Pindah atau hijrah bisa menjadi sebuah solusi permasalahan kehidupan, terutama rezeki, yang selalu menghimpit kehidupan banyak manusia. Allah berfirman di dalam Al-Quran:
“Barangsiapa berhijrah di jalan Allah, niscaya mereka mendapati di muka bumi ini tempat hijrah yang luas dan rezeki yang banyak.” (an-Nisa’: 100)
Hijrah sebagaimana dikatakan oleh Imam Raghib al-Asfahani adalah keluar dari negeri kafir menuju negeri iman, sebagaimana Rasulullah Shalallaahu ‘Alaihi Wasallam dan para sahabat yang berhijrah dari Makkah ke Madinah. Hijrah di jalan Allah, menurut Rasyid Ridha, harus dalam arti sejati. Maksudnya, tujuan orang melakukan hijrah itu untuk mendapatkan ridha Allah dengan menegakkan agama-Nya. Hal itu merupakan kewajiban yang dicintai Allah.
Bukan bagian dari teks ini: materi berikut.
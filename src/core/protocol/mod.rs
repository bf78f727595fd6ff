//! Protocol implementations
//!
//! Provides the encoder for the glitcher FPGA control protocol: mode bytes
//! and the 7-byte glitch parameter packet, plus decoders used by the
//! simulated device.

pub mod glitch;

pub use glitch::{
    decode_config_packet, decode_mode, encode_config_packet, encode_mode, encode_reset,
    encode_trigger_enable, ModeFlags, CONFIG_PACKET_LEN,
};
//! Parameter sweep controller
//!
//! Walks every combo from a [`ComboSource`], tries each one
//! `repeats_per_combo` times and classifies every attempt:
//!
//! ```text
//! Idle -> Configuring -> Triggering -> Checking -> Recorded | Skipped
//! ```
//!
//! Invalid combos and transport faults skip the attempt and the sweep goes
//! on. Only an encoding invariant violation ends it early with an error.

use super::combo::{Combo, ComboSource};
use super::error::GlitchError;
use super::results::{ResultSink, RunResult};
use super::session::DeviceSession;
use super::transport::Channel;
use rand::rngs::StdRng;
use rand::seq::SliceRandom;
use rand::SeedableRng;
use std::fmt;
use std::sync::atomic::{AtomicBool, Ordering};
use std::sync::Arc;
use std::time::{Duration, Instant};

/// Where an attempt was when it stopped
#[derive(Debug, Clone, Copy, PartialEq, Eq)]
pub enum AttemptState {
    /// Not started
    Idle,
    /// Resetting and loading the combo
    Configuring,
    /// Arming the trigger
    Triggering,
    /// Reading the target's response
    Checking,
}

impl fmt::Display for AttemptState {
    fn fmt(&self, f: &mut fmt::Formatter<'_>) -> fmt::Result {
        match self {
            Self::Idle => write!(f, "idle"),
            Self::Configuring => write!(f, "configuring"),
            Self::Triggering => write!(f, "triggering"),
            Self::Checking => write!(f, "checking"),
        }
    }
}

/// Why an attempt produced no result
#[derive(Debug)]
pub enum SkipReason {
    /// The target stayed silent
    NoResponse,
    /// The combo failed range validation
    InvalidParameters(GlitchError),
    /// The channel failed mid-attempt
    TransportFault {
        /// Phase the fault hit
        state: AttemptState,
        /// The fault
        error: GlitchError,
    },
}

/// Result of a single attempt
#[derive(Debug)]
pub enum AttemptOutcome {
    /// The target answered; hand to the sink
    Recorded(RunResult),
    /// Nothing to record
    Skipped(SkipReason),
}

/// Why the sweep ended
#[derive(Debug, Clone, Copy, PartialEq, Eq)]
pub enum StopReason {
    /// Every repeat of every combo ran
    Completed,
    /// The cancel flag was raised
    Cancelled,
    /// Too many back-to-back transport faults
    FaultLimit,
}

/// Counters for a finished sweep
#[derive(Debug, Clone, PartialEq)]
pub struct SweepSummary {
    /// Combos produced by the source
    pub combos_total: usize,
    /// Combos whose repeats all ran
    pub combos_completed: usize,
    /// Attempts run
    pub attempts: usize,
    /// Attempts that produced a result
    pub recorded: usize,
    /// Attempts with an empty response
    pub empty: usize,
    /// Attempts skipped for invalid parameters
    pub invalid: usize,
    /// Attempts skipped for transport faults
    pub faults: usize,
    /// Results the sink failed to store
    pub sink_errors: usize,
    /// Progress reports emitted
    pub progress_reports: usize,
    /// Why the sweep ended
    pub stop_reason: StopReason,
    /// The closing safe-idle reset could not be written
    pub safe_reset_failed: bool,
    /// Wall time
    pub elapsed: Duration,
}

impl SweepSummary {
    fn new(combos_total: usize) -> Self {
        Self {
            combos_total,
            combos_completed: 0,
            attempts: 0,
            recorded: 0,
            empty: 0,
            invalid: 0,
            faults: 0,
            sink_errors: 0,
            progress_reports: 0,
            stop_reason: StopReason::Completed,
            safe_reset_failed: false,
            elapsed: Duration::ZERO,
        }
    }
}

impl fmt::Display for SweepSummary {
    fn fmt(&self, f: &mut fmt::Formatter<'_>) -> fmt::Result {
        write!(
            f,
            "{:?}: {}/{} combos, {} attempts, {} recorded, {} empty, {} invalid, {} faults in {:.1}s",
            self.stop_reason,
            self.combos_completed,
            self.combos_total,
            self.attempts,
            self.recorded,
            self.empty,
            self.invalid,
            self.faults,
            self.elapsed.as_secs_f64()
        )?;
        if self.safe_reset_failed {
            write!(f, " (safe reset failed)")?;
        }
        Ok(())
    }
}

/// Mutable run bookkeeping, owned by the controller for one sweep
#[derive(Debug)]
pub struct SweepState {
    combos: Vec<Combo>,
    index: usize,
    current: Option<Combo>,
    window_start: Instant,
    window_attempts: usize,
}

impl SweepState {
    /// Start a sweep over `combos` in the given order
    pub fn new(combos: Vec<Combo>) -> Self {
        Self {
            combos,
            index: 0,
            current: None,
            window_start: Instant::now(),
            window_attempts: 0,
        }
    }

    /// Move to the next combo. The first call yields index 0.
    pub fn advance(&mut self) -> Option<Combo> {
        let next = match self.current {
            None => 0,
            Some(_) => self.index + 1,
        };
        let combo = *self.combos.get(next)?;
        self.index = next;
        self.current = Some(combo);
        Some(combo)
    }

    /// Index of the current combo
    pub fn index(&self) -> usize {
        self.index
    }

    /// Current combo
    pub fn current(&self) -> Option<Combo> {
        self.current
    }

    /// Number of combos in the sweep
    pub fn total(&self) -> usize {
        self.combos.len()
    }

    /// Percentage of combos before the current one
    pub fn percent(&self) -> f64 {
        if self.combos.is_empty() {
            return 100.0;
        }
        100.0 * self.index as f64 / self.combos.len() as f64
    }

    /// `<pct>% i=<index> <combo>` context line
    pub fn status(&self) -> String {
        match self.current {
            Some(combo) => format!("{:.2}% i={} {}", self.percent(), self.index, combo),
            None => format!("{:.2}% i=-", self.percent()),
        }
    }

    fn close_window(&mut self, repeats: u32) -> ProgressReport {
        let remaining = self.combos.len().saturating_sub(self.index) * repeats as usize;
        let report = ProgressReport::new(
            self.status(),
            self.window_attempts,
            self.window_start.elapsed(),
            remaining,
        );
        self.window_start = Instant::now();
        self.window_attempts = 0;
        report
    }
}

/// Rate and ETA over the reporting window just completed. Advisory only.
#[derive(Debug, Clone, PartialEq)]
pub struct ProgressReport {
    /// Status line of the combo about to run
    pub status: String,
    /// Attempts per second over the window
    pub attempts_per_sec: f64,
    /// Estimated time for the remaining attempts
    pub eta: Option<Duration>,
}

impl ProgressReport {
    /// Derive rate and ETA from a window's attempt count and length
    pub fn new(status: String, window_attempts: usize, window: Duration, remaining_attempts: usize) -> Self {
        let secs = window.as_secs_f64();
        let attempts_per_sec = if secs > 0.0 {
            window_attempts as f64 / secs
        } else {
            0.0
        };
        let eta = (attempts_per_sec > 0.0)
            .then(|| Duration::from_secs_f64(remaining_attempts as f64 / attempts_per_sec));

        Self {
            status,
            attempts_per_sec,
            eta,
        }
    }
}

impl fmt::Display for ProgressReport {
    fn fmt(&self, f: &mut fmt::Formatter<'_>) -> fmt::Result {
        write!(f, "{} {:.2}/s, ETA: ", self.status, self.attempts_per_sec)?;
        match self.eta {
            Some(eta) => {
                let secs = eta.as_secs();
                write!(f, "{}:{:02}m", secs / 60, secs % 60)
            }
            None => write!(f, "--:--m"),
        }
    }
}

/// Drives a sweep over one device session
pub struct SweepController<'a, C: Channel> {
    session: &'a mut DeviceSession<C>,
    sink: &'a mut dyn ResultSink,
    cancel: Arc<AtomicBool>,
}

impl<'a, C: Channel> SweepController<'a, C> {
    /// Controller recording hits into `sink`
    pub fn new(session: &'a mut DeviceSession<C>, sink: &'a mut dyn ResultSink) -> Self {
        Self {
            session,
            sink,
            cancel: Arc::new(AtomicBool::new(false)),
        }
    }

    /// Stop between attempts once `flag` is set
    #[must_use]
    pub fn with_cancel(mut self, flag: Arc<AtomicBool>) -> Self {
        self.cancel = flag;
        self
    }

    /// Run the whole sweep.
    ///
    /// Per-attempt failures are reported and skipped. Returns an error only
    /// for an encoding invariant violation. Does not reset the device on
    /// exit; see [`run_sweep`].
    pub async fn run(&mut self, source: &dyn ComboSource) -> Result<SweepSummary, GlitchError> {
        let config = self.session.config().clone();
        let started = Instant::now();

        let mut combos = source.produce();
        if config.randomize {
            let seed = config.seed.unwrap_or_else(rand::random);
            combos.shuffle(&mut StdRng::seed_from_u64(seed));
            tracing::info!("Shuffled combo order (seed {})", seed);
        }

        let mut state = SweepState::new(combos);
        let mut summary = SweepSummary::new(state.total());
        let mut consecutive_faults = 0u32;

        tracing::info!(
            "Sweeping {} x {} repeats on {}",
            source.describe(),
            config.repeats_per_combo,
            self.session.channel().connection_info()
        );

        'combos: while let Some(combo) = state.advance() {
            let interval = config.progress_interval as usize;
            if interval > 0 && state.index() > 0 && state.index() % interval == 0 {
                let report = state.close_window(config.repeats_per_combo);
                summary.progress_reports += 1;
                tracing::info!("{}", report);
            }

            for repeat in 0..config.repeats_per_combo {
                if self.cancel.load(Ordering::SeqCst) {
                    tracing::warn!("{} cancelled before repeat {}", state.status(), repeat);
                    summary.stop_reason = StopReason::Cancelled;
                    break 'combos;
                }

                let outcome = self.attempt(combo).await?;
                summary.attempts += 1;
                state.window_attempts += 1;

                match outcome {
                    AttemptOutcome::Recorded(result) => {
                        consecutive_faults = 0;
                        summary.recorded += 1;
                        tracing::info!(
                            "HIT {} repeat {}: {:?}",
                            state.status(),
                            repeat,
                            result.response_text()
                        );
                        if let Err(e) = self.sink.record(&result) {
                            summary.sink_errors += 1;
                            tracing::error!("Failed to record result for {}: {}", combo, e);
                        }
                    }
                    AttemptOutcome::Skipped(SkipReason::NoResponse) => {
                        consecutive_faults = 0;
                        summary.empty += 1;
                    }
                    AttemptOutcome::Skipped(SkipReason::InvalidParameters(e)) => {
                        summary.invalid += 1;
                        tracing::warn!("{} repeat {}: {}", state.status(), repeat, e);
                    }
                    AttemptOutcome::Skipped(SkipReason::TransportFault { state: phase, error }) => {
                        summary.faults += 1;
                        consecutive_faults += 1;
                        tracing::warn!(
                            "{} repeat {}: {} while {}",
                            state.status(),
                            repeat,
                            error,
                            phase
                        );
                        if let Err(e) = self.session.drain_input().await {
                            tracing::warn!("Resync drain failed: {}", e);
                        }
                        if config
                            .max_consecutive_faults
                            .is_some_and(|limit| consecutive_faults >= limit)
                        {
                            tracing::error!(
                                "Giving up after {} consecutive transport faults",
                                consecutive_faults
                            );
                            summary.stop_reason = StopReason::FaultLimit;
                            break 'combos;
                        }
                    }
                }
            }

            summary.combos_completed += 1;
        }

        summary.elapsed = started.elapsed();
        tracing::info!("Sweep finished. {}", summary);
        Ok(summary)
    }

    /// Run one attempt on `combo` and classify the result
    pub async fn attempt(&mut self, combo: Combo) -> Result<AttemptOutcome, GlitchError> {
        let mut phase = AttemptState::Idle;

        match self.drive(&combo, &mut phase).await {
            Ok(response) if response.is_empty() => Ok(AttemptOutcome::Skipped(SkipReason::NoResponse)),
            Ok(response) => Ok(AttemptOutcome::Recorded(RunResult::new(response, combo))),
            Err(e) if !e.is_recoverable() => {
                tracing::error!("Aborting sweep at {}: {}", combo, e);
                Err(e)
            }
            Err(e @ GlitchError::InvalidParameterRange { .. }) => {
                Ok(AttemptOutcome::Skipped(SkipReason::InvalidParameters(e)))
            }
            Err(e) => Ok(AttemptOutcome::Skipped(SkipReason::TransportFault {
                state: phase,
                error: e,
            })),
        }
    }

    async fn drive(&mut self, combo: &Combo, phase: &mut AttemptState) -> Result<bytes::Bytes, GlitchError> {
        *phase = AttemptState::Configuring;
        self.session.apply(combo).await?;

        *phase = AttemptState::Triggering;
        self.session.arm_trigger().await?;

        *phase = AttemptState::Checking;
        self.session.check().await
    }
}

/// Run a sweep and then return the device to its safe idle state, whether
/// the sweep completed, was cancelled, hit the fault limit or failed.
///
/// A failed safe reset after a finished sweep is logged and flagged in
/// [`SweepSummary::safe_reset_failed`]; the summary is still returned.
pub async fn run_sweep<C: Channel>(
    session: &mut DeviceSession<C>,
    sink: &mut dyn ResultSink,
    source: &dyn ComboSource,
    cancel: Arc<AtomicBool>,
) -> Result<SweepSummary, GlitchError> {
    let outcome = SweepController::new(session, sink)
        .with_cancel(cancel)
        .run(source)
        .await;
    let reset = session.shutdown().await;

    match (outcome, reset) {
        (Ok(summary), Ok(())) => Ok(summary),
        (Ok(mut summary), Err(reset_err)) => {
            tracing::error!(
                "Device may not be in safe idle, reset failed after {:?} sweep: {}",
                summary.stop_reason,
                reset_err
            );
            summary.safe_reset_failed = true;
            Ok(summary)
        }
        (Err(e), Err(reset_err)) => {
            tracing::error!("Safe reset after failed sweep also failed: {}", reset_err);
            Err(e)
        }
        (Err(e), Ok(())) => Err(e),
    }
}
Hijrah juga bertujuan untuk menolong saudara-saudara seagama dan seiman yang menyelamatkan diri dari orang-orang kafir.
Yang dimaksud ayat di atas agar manusia berani dan mau melakukan hijrah. Sedangkan yang dimaksud dengan hijrah di jalan Allah, bisa jadi umum, yaitu semua jalan yang diizinkan dan diperintahkan oleh Allah. Tempat hijrah seharusnya merupakan sebuah tempat yang lebih luas.
Apa yang dilakukan pemerintahan Presiden Soeharto dengan program transmigrasinya, bisa jadi termasuk hijrah. Beberapa keluarga memilih untuk pindah dari tanah Jawa yang sudah padat penduduknya, ke Kalimantan dan Sumatera yang penduduknya relatif lebih jarang. Di sana, para transmigran disediakan tempat tinggal dan bekerja demi mencari rezeki yang berkah dan halal.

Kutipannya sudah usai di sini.